Audio interface with phantom power (48V) switched on

Phantom power is used for delivering DC current to active devices such as condenser mics. It is available with many audio interfaces. Phantom power does not, however, reduce noise. It works with balanced audio cables that have noise-reducing properties. It is, therefore, merely this association with balanced systems that gives the impression that phantom power reduces noise.

In this article we’ll look at:

Why phantom power can appear to reduce noise

Many audio interfaces include a phantom power switch (often labeled as “48V” or “P48”) that’s linked to one or more microphone inputs.

Phantom power is used for supplying a DC current to active devices such as condenser mics through balanced audio cables.

Condenser mics require an additional current in order to operate.
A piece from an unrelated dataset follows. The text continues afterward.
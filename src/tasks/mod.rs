mod heartbeat;

pub use heartbeat::HeartbeatTask;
They are sensitive mics that are favored in studio environments, but cannot produce enough output current on their own—phantom power provides the additional current that they need.

But why does phantom power appear to reduce noise?

Phantom power, in itself, is merely a type of power supply—it does not reduce noise.

But the balanced audio cables through which phantom power flows incorporate noise-reducing features, and this is why phantom power may appear to reduce noise.

Why is phantom power called “phantom”?

The reference to “phantom” in phantom power is due to:

  • The appearance of no visible (separate) power supply or power cables when provided directly from an audio interface—both power and audio is delivered through the same balanced audio cable
  • The fact that in balanced audio cables, when the same voltage is applied to its two active conductors (each relative to ground), there’s no voltage between the conductors—this gives the impression that any current delivered is “phantom”

How balanced audio cables reduce noise

Balanced audio cables are used for supplying phantom power to balanced devices such as condenser mics.

They have three conductors (rather than two) and are designed to operate with specialized circuitry at their receiving ends—where the cable plugs into the device that’s receiving the audio signal, such as an audio interface.

An XLR cable connected to an audio interface via its combo jack
A balanced XLR audio cable plugged into an audio interface

Two of the conductors in a balanced audio cable carry positive and negative (active) signals, which are phase-inverted copies of each other, and the third conductor goes to ground.

At the receiving end of the cable, the specialized circuitry re-inverts the phase of the negative signal so that it coincides with the positive signal. When this is done, any common interference that may have developed along the positive and negative conductors will cancel out—this reduces noise.

The diagram below illustrates this process in balanced cables:

Illustration of how interference is canceled in balanced audio cables at the receiving end of the cable
How balanced audio cables reduce noise through interference canceling

Why phantom power is delivered through balanced audio cables

Phantom power is designed for use with devices that have balanced outputs, such as condenser mics.

If unbalanced devices are used with phantom power, they may be permanently damaged. This is because such devices may not have the necessary protection against the DC current that phantom power provides.

Since phantom power is designed for use with balanced outputs, it should also be delivered through balanced cables. And as we’ve seen, balanced cables can reduce noise due to their interference-canceling properties.

Hence, since phantom power goes hand-in-hand with balanced cables and balanced systems, it’s easy to think that phantom power reduces noise—but it does not. It’s the balanced cables and systems that help to reduce noise when using phantom power, not the phantom power itself.


Phantom power is available with many audio interfaces. It is used to power active devices, such as condenser mics, through balanced audio cables.

Balanced audio cables and their connected systems are uniquely designed to reduce interference and noise. This is due to the way in which audio signals are carried and processed in these systems.

Phantom power should only be used with balanced devices—they can permanently damage unbalanced devices if connected to them, due to the inability of such devices to accommodate the DC current that phantom power delivers.

When using the in-built phantom power supply that comes with audio interfaces, it should be delivered through balanced audio cables. This gives the impression that phantom power can reduce noise—but it does not.

Any observed improvements in noise levels when using phantom power, all else equal, is due to the noise-reducing properties of the associated balanced cables and systems, not the phantom power itself.